Jerry Holt/The Star Tribune/AP/File
A federal judge on Thursday sentenced a Minnesota man to 50 years in prison for carrying out a 16-year Ponzi scheme that netted an estimated $3.7 billion.
Thomas Joseph Petters of Wayzata, Minn., was convicted of multiple counts of mail fraud, wire fraud, and money laundering after a month-long trial in December.
US District Judge Richard Kyle said during the sentencing hearing that he wasn’t satisfied that if Mr. Petters was released from prison, he wouldn’t return to a life of fraud.
Petters' testimony 'didn't pass the smell test'
The judge said Petters’ testimony during the trial was not worthy of belief. “It just didn’t pass the smell test,” the judge said.
Petters and a close circle of associates created the illusion of a successful company selling bulk electronic goods to big-box retailers like Costco and Sam’s Club. Federal authorities say it was all a façade. The group printed up false invoices and bank records showing Petters’ company was owed billions of dollars from retailers.
To induce investors to contribute new capital, Petters signed promissory notes and provided his own personal guarantee for the funds received.

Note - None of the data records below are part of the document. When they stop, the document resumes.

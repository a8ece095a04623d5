//! Synthesize phase: write the battle-card narrative.

use std::sync::Arc;

use async_trait::async_trait;
use battlecard_engine::{PhaseNode, PhaseOutcome, StatePatch};
use battlecard_ports::ExtractPort;
use battlecard_shared::{ErrorKind, RunState};
use tracing::{debug, instrument};

use crate::port_outcome;

/// Formats everything collected so far into the writing prompt and asks the
/// model for the finished card.
pub struct SynthesizeNode {
    extract: Arc<dyn ExtractPort>,
}

impl SynthesizeNode {
    pub fn new(extract: Arc<dyn ExtractPort>) -> Self {
        Self { extract }
    }
}

#[async_trait]
impl PhaseNode for SynthesizeNode {
    #[instrument(skip_all, fields(company = %state.company_name))]
    async fn run(&self, state: &RunState) -> PhaseOutcome {
        let prompt = battlecard_render::synthesis_prompt(state);
        let synthesis = match self.extract.complete(&prompt).await {
            Ok(text) => text.trim().to_string(),
            Err(e) => return port_outcome(&e),
        };
        if synthesis.is_empty() {
            return PhaseOutcome::Retry {
                kind: ErrorKind::Transient,
                message: "model returned an empty battle card".into(),
            };
        }
        debug!(chars = synthesis.len(), "battle card written");
        PhaseOutcome::Success(StatePatch::Synthesize { synthesis })
    }
}

#[cfg(test)]
mod tests {
    use battlecard_ports::{ChunkResult, ExtractSchema, PortError, PortResult};

    use super::*;

    struct StubCompleter {
        response: PortResult<String>,
    }

    #[async_trait]
    impl ExtractPort for StubCompleter {
        async fn extract(
            &self,
            _prompt_context: &str,
            _chunk_text: &str,
            _schema: &ExtractSchema,
        ) -> PortResult<ChunkResult> {
            Err(PortError::ModelError("not used".into()))
        }

        async fn complete(&self, prompt: &str) -> PortResult<String> {
            assert!(prompt.contains("Battle Card for Acme Corp"));
            match &self.response {
                Ok(text) => Ok(text.clone()),
                Err(_) => Err(PortError::ServiceUnavailable("model down".into())),
            }
        }
    }

    #[tokio::test]
    async fn written_card_becomes_the_synthesis() {
        let node = SynthesizeNode::new(Arc::new(StubCompleter {
            response: Ok("  # Battle Card: Acme Corp\n\nLead with reliability.  ".into()),
        }));
        match node.run(&RunState::new("Acme Corp")).await {
            PhaseOutcome::Success(StatePatch::Synthesize { synthesis }) => {
                assert!(synthesis.starts_with("# Battle Card"));
                assert!(!synthesis.ends_with(' '));
            }
            other => panic!("expected Synthesize patch, got {other:?}"),
        }
    }

    #[tokio::test]
    async fn blank_response_retries() {
        let node = SynthesizeNode::new(Arc::new(StubCompleter {
            response: Ok("   \n  ".into()),
        }));
        assert!(matches!(
            node.run(&RunState::new("Acme Corp")).await,
            PhaseOutcome::Retry { .. }
        ));
    }

    #[tokio::test]
    async fn model_failure_retries() {
        let node = SynthesizeNode::new(Arc::new(StubCompleter {
            response: Err(PortError::ServiceUnavailable("down".into())),
        }));
        assert!(matches!(
            node.run(&RunState::new("Acme Corp")).await,
            PhaseOutcome::Retry { .. }
        ));
    }
}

Many investors received payments, but not from profits. They were paid from funds received by new investors, prosecutors say.

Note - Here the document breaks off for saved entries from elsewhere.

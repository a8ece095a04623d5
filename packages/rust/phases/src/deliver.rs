//! Deliver phase: write the battle-card artifacts to disk.

use std::path::PathBuf;

use async_trait::async_trait;
use battlecard_engine::{PhaseNode, PhaseOutcome, StatePatch};
use battlecard_render::{raw_data_json, render_markdown, slugify};
use battlecard_shared::{ErrorKind, RunState};
use tracing::{info, instrument};

/// Renders the Markdown card plus its raw-data JSON companion and writes
/// both under the output directory. Filenames follow the company slug:
/// `<slug>_battle_card.md` and `<slug>_data.json`.
pub struct DeliverNode {
    output_dir: PathBuf,
}

impl DeliverNode {
    pub fn new(output_dir: impl Into<PathBuf>) -> Self {
        Self {
            output_dir: output_dir.into(),
        }
    }
}

#[async_trait]
impl PhaseNode for DeliverNode {
    #[instrument(skip_all, fields(company = %state.company_name))]
    async fn run(&self, state: &RunState) -> PhaseOutcome {
        let abort = |message: String| PhaseOutcome::Abort {
            kind: ErrorKind::UnrecoverableInput,
            message,
        };

        if let Err(e) = tokio::fs::create_dir_all(&self.output_dir).await {
            return abort(format!(
                "cannot create output dir {}: {e}",
                self.output_dir.display()
            ));
        }

        let slug = slugify(&state.company_name);
        let card_path = self.output_dir.join(format!("{slug}_battle_card.md"));
        let data_path = self.output_dir.join(format!("{slug}_data.json"));

        let markdown = render_markdown(state);
        let raw = match raw_data_json(state) {
            Ok(raw) => raw,
            Err(e) => return abort(format!("cannot serialize raw data: {e}")),
        };

        if let Err(e) = tokio::fs::write(&card_path, markdown).await {
            return abort(format!("cannot write {}: {e}", card_path.display()));
        }
        if let Err(e) = tokio::fs::write(&data_path, raw).await {
            return abort(format!("cannot write {}: {e}", data_path.display()));
        }

        info!(path = %card_path.display(), "battle card delivered");
        PhaseOutcome::Success(StatePatch::Deliver {
            artifact_path: card_path.display().to_string(),
        })
    }
}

Federal agents say Petters started his business, Petters Company, Inc., in 1994 and that it was run as a scam from the start.
Petters associate worked undercover
The investigation began in September 2008 when one of Petters’ associates went to the authorities to report the massive Ponzi scam. The associate, Deanna Coleman, agreed to work undercover with federal agents. She wore a recording device during conversations with Petters.

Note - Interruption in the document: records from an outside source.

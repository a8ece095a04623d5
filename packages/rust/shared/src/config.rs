//! Application configuration for BattleCard.
//!
//! User config lives at `~/.battlecard/battlecard.toml`.
//! CLI flags override config file values, which override defaults.

use std::path::{Path, PathBuf};
use std::time::Duration;

use serde::{Deserialize, Serialize};

use crate::error::{BattleCardError, Result};

/// Default configuration file name.
const CONFIG_FILE_NAME: &str = "battlecard.toml";

/// Default config directory name under the user's home.
const CONFIG_DIR_NAME: &str = ".battlecard";

// ---------------------------------------------------------------------------
// Config structs (matching battlecard.toml schema)
// ---------------------------------------------------------------------------

/// Top-level application config, deserialized from TOML.
#[derive(Debug, Clone, Default, Serialize, Deserialize)]
pub struct AppConfig {
    /// Global defaults.
    #[serde(default)]
    pub defaults: DefaultsConfig,

    /// OpenRouter settings.
    #[serde(default)]
    pub openrouter: OpenRouterConfig,
}

/// `[defaults]` section.
#[derive(Debug, Clone, Serialize, Deserialize)]
pub struct DefaultsConfig {
    /// Default output directory for rendered battle cards.
    #[serde(default = "default_output_dir")]
    pub output_dir: String,

    /// Maximum concurrent sub-calls within a single phase (chunk extraction,
    /// parallel page probes).
    #[serde(default = "default_max_concurrent_subcalls")]
    pub max_concurrent_subcalls: u32,

    /// Run-level timeout in seconds.
    #[serde(default = "default_run_timeout_secs")]
    pub run_timeout_secs: u64,

    /// Window size in characters for chunked extraction.
    #[serde(default = "default_chunk_size")]
    pub chunk_size: u32,

    /// Fractional overlap between adjacent windows, in [0, 1).
    #[serde(default = "default_chunk_overlap_fraction")]
    pub chunk_overlap_fraction: f64,

    /// Minimum ms between outbound requests (shared across runs).
    #[serde(default = "default_rate_limit")]
    pub rate_limit_ms: u64,
}

impl Default for DefaultsConfig {
    fn default() -> Self {
        Self {
            output_dir: default_output_dir(),
            max_concurrent_subcalls: default_max_concurrent_subcalls(),
            run_timeout_secs: default_run_timeout_secs(),
            chunk_size: default_chunk_size(),
            chunk_overlap_fraction: default_chunk_overlap_fraction(),
            rate_limit_ms: default_rate_limit(),
        }
    }
}

fn default_output_dir() -> String {
    "~/battlecards".into()
}
fn default_max_concurrent_subcalls() -> u32 {
    4
}
fn default_run_timeout_secs() -> u64 {
    300
}
fn default_chunk_size() -> u32 {
    1000
}
fn default_chunk_overlap_fraction() -> f64 {
    0.1
}
fn default_rate_limit() -> u64 {
    200
}

/// `[openrouter]` section.
#[derive(Debug, Clone, Serialize, Deserialize)]
pub struct OpenRouterConfig {
    /// Name of the env var holding the API key (never store the key itself).
    #[serde(default = "default_api_key_env")]
    pub api_key_env: String,

    /// Default model to use for extraction and synthesis.
    #[serde(default = "default_model")]
    pub default_model: String,
}

impl Default for OpenRouterConfig {
    fn default() -> Self {
        Self {
            api_key_env: default_api_key_env(),
            default_model: default_model(),
        }
    }
}

fn default_api_key_env() -> String {
    "OPENROUTER_API_KEY".into()
}
fn default_model() -> String {
    "meta-llama/llama-3.1-8b-instruct".into()
}

// ---------------------------------------------------------------------------
// Run config (runtime, merged from config + CLI flags)
// ---------------------------------------------------------------------------

/// Runtime run configuration — merged from config file + CLI flags.
///
/// These are exactly the knobs a single pipeline run recognizes.
#[derive(Debug, Clone)]
pub struct RunConfig {
    /// Maximum concurrent sub-calls within a phase.
    pub max_concurrent_subcalls: u32,
    /// Run-level timeout; checked at the top of each phase attempt.
    pub run_timeout: Duration,
    /// Window size in characters for chunked extraction.
    pub chunk_size: usize,
    /// Fractional overlap between adjacent windows, in [0, 1).
    pub chunk_overlap_fraction: f64,
}

impl RunConfig {
    /// Clamp values into their valid ranges. A config file with
    /// `chunk_overlap_fraction = 1.0` would otherwise make windowing
    /// non-advancing.
    pub fn sanitized(mut self) -> Self {
        if !(0.0..1.0).contains(&self.chunk_overlap_fraction) {
            self.chunk_overlap_fraction = self.chunk_overlap_fraction.clamp(0.0, 0.9);
        }
        self.chunk_size = self.chunk_size.max(1);
        self.max_concurrent_subcalls = self.max_concurrent_subcalls.max(1);
        self
    }
}

impl From<&AppConfig> for RunConfig {
    fn from(config: &AppConfig) -> Self {
        Self {
            max_concurrent_subcalls: config.defaults.max_concurrent_subcalls,
            run_timeout: Duration::from_secs(config.defaults.run_timeout_secs),
            chunk_size: config.defaults.chunk_size as usize,
            chunk_overlap_fraction: config.defaults.chunk_overlap_fraction,
        }
        .sanitized()
    }
}

// ---------------------------------------------------------------------------
// Config loading
// ---------------------------------------------------------------------------

/// Get the path to the config directory (`~/.battlecard/`).
pub fn config_dir() -> Result<PathBuf> {
    let home = dirs::home_dir()
        .ok_or_else(|| BattleCardError::config("could not determine home directory"))?;
    Ok(home.join(CONFIG_DIR_NAME))
}

/// Get the path to the config file (`~/.battlecard/battlecard.toml`).
pub fn config_file_path() -> Result<PathBuf> {
    Ok(config_dir()?.join(CONFIG_FILE_NAME))
}

/// Load the application config from disk. Returns defaults if the file does not exist.
pub fn load_config() -> Result<AppConfig> {
    let path = config_file_path()?;

    if !path.exists() {
        tracing::debug!(?path, "config file not found, using defaults");
        return Ok(AppConfig::default());
    }

    load_config_from(&path)
}

/// Load the application config from a specific file path.
pub fn load_config_from(path: &Path) -> Result<AppConfig> {
    let content = std::fs::read_to_string(path).map_err(|e| BattleCardError::io(path, e))?;

    toml::from_str(&content)
        .map_err(|e| BattleCardError::config(format!("failed to parse {}: {e}", path.display())))
}

/// Create the config directory and write a default config file.
/// Returns the path to the created file.
pub fn init_config() -> Result<PathBuf> {
    let dir = config_dir()?;
    std::fs::create_dir_all(&dir).map_err(|e| BattleCardError::io(&dir, e))?;

    let path = dir.join(CONFIG_FILE_NAME);
    let config = AppConfig::default();
    let content =
        toml::to_string_pretty(&config).map_err(|e| BattleCardError::config(e.to_string()))?;

    std::fs::write(&path, content).map_err(|e| BattleCardError::io(&path, e))?;
    tracing::info!(?path, "created default config file");

    Ok(path)
}

/// Check that the OpenRouter API key env var is set and non-empty.
pub fn validate_api_key(config: &AppConfig) -> Result<()> {
    let var_name = &config.openrouter.api_key_env;
    match std::env::var(var_name) {
        Ok(val) if !val.is_empty() => Ok(()),
        _ => Err(BattleCardError::config(format!(
            "OpenRouter API key not found. Set the {var_name} environment variable.\n\
             Get a key at https://openrouter.ai/keys"
        ))),
    }
}

#[cfg(test)]
mod tests {
    use super::*;

    #[test]
    fn default_config_serializes() {
        let config = AppConfig::default();
        let toml_str = toml::to_string_pretty(&config).expect("serialize default config");
        assert!(toml_str.contains("output_dir"));
        assert!(toml_str.contains("OPENROUTER_API_KEY"));
    }

    #[test]
    fn config_roundtrip() {
        let config = AppConfig::default();
        let toml_str = toml::to_string_pretty(&config).expect("serialize");
        let parsed: AppConfig = toml::from_str(&toml_str).expect("deserialize");
        assert_eq!(parsed.defaults.chunk_size, 1000);
        assert_eq!(parsed.openrouter.api_key_env, "OPENROUTER_API_KEY");
    }

    #[test]
    fn run_config_from_app_config() {
        let app = AppConfig::default();
        let run = RunConfig::from(&app);
        assert_eq!(run.max_concurrent_subcalls, 4);
        assert_eq!(run.chunk_size, 1000);
        assert!((run.chunk_overlap_fraction - 0.1).abs() < f64::EPSILON);
        assert_eq!(run.run_timeout, Duration::from_secs(300));
    }

    #[test]
    fn run_config_sanitizes_out_of_range_overlap() {
        let run = RunConfig {
            max_concurrent_subcalls: 0,
            run_timeout: Duration::from_secs(10),
            chunk_size: 0,
            chunk_overlap_fraction: 1.5,
        }
        .sanitized();
        assert!(run.chunk_overlap_fraction < 1.0);
        assert_eq!(run.chunk_size, 1);
        assert_eq!(run.max_concurrent_subcalls, 1);
    }

    #[test]
    fn partial_config_fills_defaults() {
        let toml_str = r#"
[defaults]
chunk_size = 2000
"#;
        let config: AppConfig = toml::from_str(toml_str).expect("parse");
        assert_eq!(config.defaults.chunk_size, 2000);
        assert_eq!(config.defaults.max_concurrent_subcalls, 4);
    }

    #[test]
    fn api_key_validation() {
        let mut config = AppConfig::default();
        // Use a unique env var name to avoid interfering with other tests
        config.openrouter.api_key_env = "BC_TEST_NONEXISTENT_KEY_12345".into();
        let result = validate_api_key(&config);
        assert!(result.is_err());
        assert!(result.unwrap_err().to_string().contains("API key not found"));
    }
}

In one recorded conversation, Petters admitted that they had created fake purchase orders. He also suggested that “divine intervention” was the only explanation for how he and his associates had avoided being caught by law enforcement for so long.
Between January 2003 and September 2008, investigators say roughly $12 billion moved from a sham vendor account into a Petters account. During the same period roughly the same amount moved from a similar sham vendor account into a Petters account.
Although these vendors were held up as selling hundreds of millions of dollars in merchandise, bank records showed there was no vendor income from actual commerce. Investigators discovered that money only flowed one way – into Petters’ company.
During a five-year period, agents say $35 billion was wired into a Petters-controlled bank account. Much of the money was used to pay earlier investors. In addition, prosecutors say hundreds of millions of dollars went to fund Petters’ other companies. He also paid family members, bought real estate, and used funds to maintain a lavish lifestyle.
“Tom Petters is a fraud, and now he will pay a huge price for his self-enrichment and his deceit,” said US Attorney B. Todd Jones.